INHOCA* - A COBRA (Zona de Pundanhar) Norte de Moçambique - Memórias da Guerra
Colonial
Corria o
mês de Outubro, mês do Ramadão de 1973 e do caju maduro. O Sol queimava o
aldeamento enquanto a tarde descaía em direcção ao ansiado frescor da noite.
Protegendo-me da canícula, eu estava junto à messe de sargentos, uma casa de
lama com telhado de zinco e onde os furriéis da companhia aqui aquartelada
algazarreavam o jogo da sueca na mesa do bar, onde as cartas jogadas se
misturavam com as laurentinas vazias. Passeava o meu olhar pelo renque arbóreo
que circundava a aldeia, quando vindo do lado das cubatas, e acompanhado de
mais alguns soldados macuas em passos lestos, martelados, decididos na minha
direcção e de olhares postos em mim surge o Cabo Amidjai. Recostei-me na parede
de lama da messe, acabei a laurentina fresca, deixei cair das mãos a garrafa
vazia e esperei pelo contacto eminente, tentando adivinhar em vão qual grave
urgência estava para urgir. Aparece então a palavra do Amidjai (o Mata Cobra,
assim mesmo chamado pelos seus pares, por se recusar a usar botas de lona
usando sempre e apenas botas de cabedal, mais seguras no mato e a que chamava,
botas mata-cobra):-
-Siliva,
nosso pai, nós quer ir em Palma ao Ramadão. Ramadão que é nosso natal.
Este
aldeamento -aquartelamento de Pundanhar era partilhado pelo meu Grupo
(GE214),cujos soldados nativos viviam com suas mulheres e filhos em cubatas na
zona civil e por uma Companhia de Caçadores integrada por soldados
metropolitanos e nativos comandados por um capitão miliciano
Manifestado o desejo de celebrar o Ramadão em Palma, o grupo esperava a minha decisão, que a bem de todos e da acção psicológica (APSIC) , teria que ser sim, afirmativa.
E assim
mesmo e ali ficou decidido, não sem antes consultar via rádio o Comandante
Geral dos Grupos Especiais (GEs) em Porto Amélia, Capitão Pessoa de Amorim que
achou uma boa ideia. Seria ao mesmo tempo uma missão de patrulha e
reconhecimento ao longo da picada Pundanhar – Palma. Partiríamos ao fim da
tarde do dia seguinte.

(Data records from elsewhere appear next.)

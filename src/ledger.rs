use async_trait::async_trait;
use serde::Deserialize;
use std::path::Path;

use crate::coin::{Bytes32, Coin, CoinRecord};
use crate::error::{Error, Result};

/// Full-node access: coin lookup by puzzle hash and bundle broadcast.
#[async_trait]
pub trait LedgerClient: Send + Sync {
    /// Unspent coin records locked under `puzzle_hash`, in ledger order.
    async fn unspent_by_puzzle_hash(&self, puzzle_hash: &Bytes32) -> Result<Vec<CoinRecord>>;

    /// Submits a persisted spend bundle file. A ledger-side rejection is
    /// `Error::BroadcastRejected`; transport trouble is `Error::LedgerUnavailable`.
    async fn push_tx(&self, bundle_file: &Path) -> Result<()>;
}

/// Looks up the coins locked under `hash`. An empty result is not an error here.
/// Records the ledger reports as spent, by flag or by spend height, are dropped.
pub async fn find_unspent_by_owner(ledger: &dyn LedgerClient, hash: &Bytes32) -> Result<Vec<CoinRecord>> {
    let records = ledger.unspent_by_puzzle_hash(hash).await?;
    Ok(records.into_iter().filter(|r| !r.is_spent()).collect())
}

/// Decodes the JSON array printed by `cdv rpc coinrecords`.
pub fn parse_coin_records(json: &str) -> Result<Vec<CoinRecord>> {
    let trimmed = json.trim();
    if trimmed.is_empty() {
        return Ok(Vec::new());
    }
    serde_json::from_str(trimmed).map_err(|e| Error::decode("coin records", e))
}

/// Which of the coins under one puzzle hash an unlock spends.
#[derive(Debug, Clone, Copy, PartialEq, Eq, Default, Deserialize)]
#[serde(rename_all = "lowercase")]
pub enum CoinSelection {
    /// Only the first record the ledger returned; others stay locked.
    #[default]
    First,
    /// Every returned record, one spend each.
    All,
}

impl CoinSelection {
    pub fn select(&self, records: &[CoinRecord]) -> Vec<Coin> {
        match self {
            CoinSelection::First => records.first().map(|r| r.coin).into_iter().collect(),
            CoinSelection::All => records.iter().map(|r| r.coin).collect(),
        }
    }
}
use clap::{Parser, Subcommand};
use tokio::signal;
use tokio::sync::broadcast;
use anyhow::Context;

use coinlock::{
    address::{self, AddressCodec},
    config::{self, Config},
    workflow::{self, Ctx, LockParams, UnlockParams},
    coin::{self, PrefixedHex},
    Bech32m, ChiaTools, CoinSelection, Error, Mojos,
};

#[derive(Parser)]
#[command(author, version, about = "coinlock: lock coins behind a puzzle hash and unlock them again")]
struct Cli {
    #[arg(short, long, default_value = "coinlock.toml")]
    config: String,

    /// Only print warnings, errors and the final result
    #[arg(long, default_value_t = false)]
    quiet: bool,

    #[command(subcommand)]
    cmd: Cmd,
}

#[derive(Subcommand)]
enum Cmd {
    /// Send funds from the operator wallet to the puzzle address
    Lock {
        /// Amount in XCH (overrides [lock] amount_mojos)
        #[arg(long)]
        amount: Option<Mojos>,
        /// Fee in XCH (overrides [lock] fee_mojos)
        #[arg(long)]
        fee: Option<Mojos>,
    },
    /// Reveal the puzzle and return the locked funds to the operator wallet
    Unlock {
        /// Spend every coin under the puzzle hash, not just the first
        #[arg(long)]
        all: bool,
    },
    /// Print the compiled puzzle, its reveal, hash and address
    Puzzle,
    /// Compile the puzzle and execute it against an environment
    Run {
        /// CLVM environment, e.g. "(foo2 0xcafe 100)"
        env: String,
    },
    /// Convert between puzzle hashes and addresses
    #[command(subcommand)]
    Address(AddressCmd),
}

#[derive(Subcommand)]
enum AddressCmd {
    Encode {
        hash: String,
        /// Address prefix (defaults to the configured network's)
        #[arg(long)]
        prefix: Option<String>,
    },
    Decode {
        address: String,
    },
}

fn load_config(path: &str) -> anyhow::Result<Config> {
    match config::load(path) {
        Ok(c) => Ok(c),
        Err(e1) if !std::path::Path::new(path).exists() => {
            eprintln!("⚠️  {e1:#}; using built-in defaults");
            const EMBEDDED_CONFIG: &str = include_str!("../coinlock.toml");
            config::load_from_str(EMBEDDED_CONFIG)
                .map_err(|e2| anyhow::anyhow!("failed to load configuration: {} / {}", e1, e2))
        }
        Err(e) => Err(e),
    }
}

#[tokio::main]
async fn main() -> anyhow::Result<()> {
    let cli = Cli::parse();
    if cli.quiet { workflow::set_quiet_logging(true); }

    let cfg = load_config(&cli.config)?;
    let codec = Bech32m;

    if !matches!(cli.cmd, Cmd::Address(_)) {
        config::preflight(&cfg).context("preflight checks failed")?;
    }

    let tools = ChiaTools::from_config(&cfg);
    let ctx = Ctx { compiler: &tools, ledger: &tools, wallet: &tools, codec: &codec };
    let source = cfg.puzzle.to_source();

    let (shutdown_tx, mut shutdown_rx) = broadcast::channel::<()>(1);
    tokio::spawn(async move {
        if signal::ctrl_c().await.is_ok() {
            eprintln!("\n🛑 Interrupt received, aborting before the next side effect...");
            let _ = shutdown_tx.send(());
        }
    });

    match cli.cmd {
        Cmd::Lock { amount, fee } => {
            let params = LockParams {
                source,
                address_prefix: cfg.network.address_prefix().to_string(),
                fingerprint: cfg.wallet.fingerprint,
                amount: amount.unwrap_or(cfg.lock.amount_mojos),
                fee: fee.unwrap_or(cfg.lock.fee_mojos),
            };
            let outcome = workflow::lock(ctx, &params, &mut shutdown_rx).await?;
            println!("🔒 Locked {} under puzzle hash {}", outcome.amount, outcome.commitment.hash.prefixed_hex());
        }
        Cmd::Unlock { all } => {
            let params = UnlockParams {
                source,
                fingerprint: cfg.wallet.fingerprint,
                solution_tag: cfg.unlock.solution_tag.clone(),
                selection: if all { CoinSelection::All } else { cfg.unlock.coin_selection },
                bundle_path: cfg.unlock.bundle_path.clone(),
                archive_dir: cfg.unlock.archive_dir.clone(),
                allow_unsigned: cfg.unlock.allow_unsigned,
            };
            match workflow::unlock(ctx, &params, &mut shutdown_rx).await {
                Ok(outcome) => {
                    println!("🔓 Unlocked {} coin(s) to {}", outcome.bundle.coin_spends.len(), outcome.wallet_address);
                }
                Err(e @ Error::BroadcastRejected { .. }) => {
                    eprintln!("❌ {e}");
                    eprintln!("   Spend bundle kept at {} for inspection or `cdv rpc pushtx`", params.bundle_path.display());
                    return Err(e.into());
                }
                Err(e) => return Err(e.into()),
            }
        }
        Cmd::Puzzle => {
            let (commitment, addr) = workflow::describe(&tools, &codec, &source, cfg.network.address_prefix()).await?;
            if cli.quiet {
                println!("{}\n{}", commitment.hash.prefixed_hex(), addr);
            }
        }
        Cmd::Run { env } => {
            let result = workflow::run(&tools, &tools, &source, &env).await?;
            println!("{result}");
        }
        Cmd::Address(AddressCmd::Encode { hash, prefix }) => {
            let hash = coin::parse_bytes32(&hash)?;
            let prefix = prefix.as_deref().unwrap_or(cfg.network.address_prefix());
            println!("{}", codec.encode(&hash, prefix)?);
        }
        Cmd::Address(AddressCmd::Decode { address: addr }) => {
            let (_, hash) = address::decode_address(&addr)?;
            println!("{hash}");
        }
    }

    Ok(())
}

A noite seria para andar e descansaríamos um pouco
durante o dia para podermos esconder as agressões do sol por cima das copas das
árvores
Pundanhar
dista cerca de 50 km de Palma, no litoral. É terra natal da maioria dos meus
soldados muçulmano macuas, uma terra bonita, arborizada de palmeiras e
coqueiros, beijada de modo suave e terno pelas águas do Índico. Já por lá tinha
passado uns meses atrás em trânsito desde o Dondo na Beira até este aldeamento,
onde fui colocado no comando destes homens. Seduzia-me agora a ideia de repetir
uns mergulhos naquela praia e saborear à noite o marisco que generosamente
aparecia nestas águas.
O
percurso feito a corta-mato evitando assim pisar tanto quanto possível a picada
e as minas que os Frelos nela semeavam, foi aparecendo pontilhado de sombrosos
cajueiros ostentado aqueles bonitos e madurados frutos, uma delícia que fui
provando, não sem o aviso avisado daqueles homens:
- Bah
Siliva, vai ficar grosso.
Ignorando-os
assim fui caminhando, colhendo e comendo aquelas “peras” de caju frescas,
coloridas, sumarentas e doces. Um maná a calhar naquele fim de dia húmido e
quente. Á medida que a tarde crescia e as árvores iam estirando mais e mais a
sua sombra para o outro lado do sol, comecei a sentir na minha cabeça a
quentura quente das bebedeiras. Afinal aqueles frutos tinham o poder das
laurentinas, essas cervejas bazucas acompanhantes de luxo naqueles momentos em
que tentávamos esquecer aquele inferno onde tínhamos caído.
E foi
assim neste bem-estar induzido, nesta abulia anímica de pensamentos
entorpecidos, enquanto avançava connoso, olhos postos no além e de cabeça
agradavelmente oca, que os meus sentidos repentinamente despertaram com o som
nervoso e desencontrado de várias vozes:
-
Inhoca!…inhoca!…inhoca!…inhoca , baah! inhoca.
.Eram vocalizações num tom de susto e aviso. Segui com o meu olhar, os olhares daqueles homens, focados naquele ponto do mato, sombreado pela copa de um largo cajueiro e vi aquilo que eles há muito tinham descortinado: uma cobra de largo diâmetro e bom comprimento, num movimento lento desembrulhando-se. Passada a surpresa inicial de medo e respeito com tal bicho, num gesto impensado afaguei a G3,enquanto dirigia o ponto de mira ao dorso do ofídio. Preparava-me para premir o gatilho, quando de pronto num gesto vigoroso e seguro vi uma mão negra desviar-me o cano da arma, e bem perto de meu ouvido a frase nervosa, conhecedora e avisada, de quem sabe:
Baah
Siliva,se mata nhoca,mata nhoca,agora se não mata nhoca é uma porra.
Depois
do seu gesto consumado e de ter largado para mim o tubo, o cabo macua Amidjai
foi dizendo, agora num tom bem mais calmo:
Lagarta
não faz mal, agora se ferir lagarta ou pisar nos ovos da lagarta é uma porra
A cobra
mirou-me, mirou-nos, desenroscou-se por completo e sumiu em ondulações lentas,
rastejadas para lá do trilho, desaparecendo confundindo-se com o matizado verde
do capim.
Foi um
encontro fugaz. Inhoca seguiu o seu caminho. Nós retomámos o nosso, agora com
os sentidos mais apurados e as armas ainda mais nervosas, não tanto pelas
cobras, sim para evitar qualquer surpresa urdida pelos Frelos e pelo cantar
irritante das suas kalashnikov.
E agora
o Siliva já conhece o efeito analgésico da “pêra” do cajueiro.